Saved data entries
╭──
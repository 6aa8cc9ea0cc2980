//! Error types for the sidecar client

use reqwest::StatusCode;
use thiserror::Error;

/// Configuration loading errors
#[derive(Debug, Error)]
pub enum ConfigurationError {
    /// Requested configuration file does not exist
    #[error("Configuration file not found: {path}")]
    FileNotFound { path: String },

    /// Configuration could not be parsed
    #[error("Failed to parse configuration: {details}")]
    Parse { details: String },
}

/// Main error type for the sidecar client
#[derive(Debug, Error)]
pub enum Error {
    /// Configuration error
    #[error("Configuration error: {0}")]
    Config(#[from] ConfigurationError),

    /// Base URL or endpoint path could not be qualified
    #[error("Invalid URL: {0}")]
    InvalidUrl(#[from] url::ParseError),

    /// Transport-level HTTP client error
    #[error("HTTP client error: {0}")]
    HttpClient(#[from] reqwest::Error),

    /// The API answered with a non-success status
    #[error("HTTP {status}: {message}")]
    Api { status: StatusCode, message: String },

    /// Serialization error
    #[error("Serialization error: {0}")]
    Serialization(#[from] serde_json::Error),

    /// Other errors
    #[error("{0}")]
    Other(#[from] anyhow::Error),
}

/// Result type alias
pub type Result<T> = std::result::Result<T, Error>;

impl Error {
    /// HTTP status carried by this error, when there is one
    pub fn status(&self) -> Option<StatusCode> {
        match self {
            Error::Api { status, .. } => Some(*status),
            Error::HttpClient(err) => err.status(),
            _ => None,
        }
    }

    /// Whether the failure was reported by the API rather than the transport
    pub fn is_api_error(&self) -> bool {
        matches!(self, Error::Api { .. })
    }
}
╰──
▶ [Instructions to follow]
Look through the records and gather each line with the word "could".

▶ [Written response]
    /// Configuration could not be parsed
    /// Base URL or endpoint path could not be qualified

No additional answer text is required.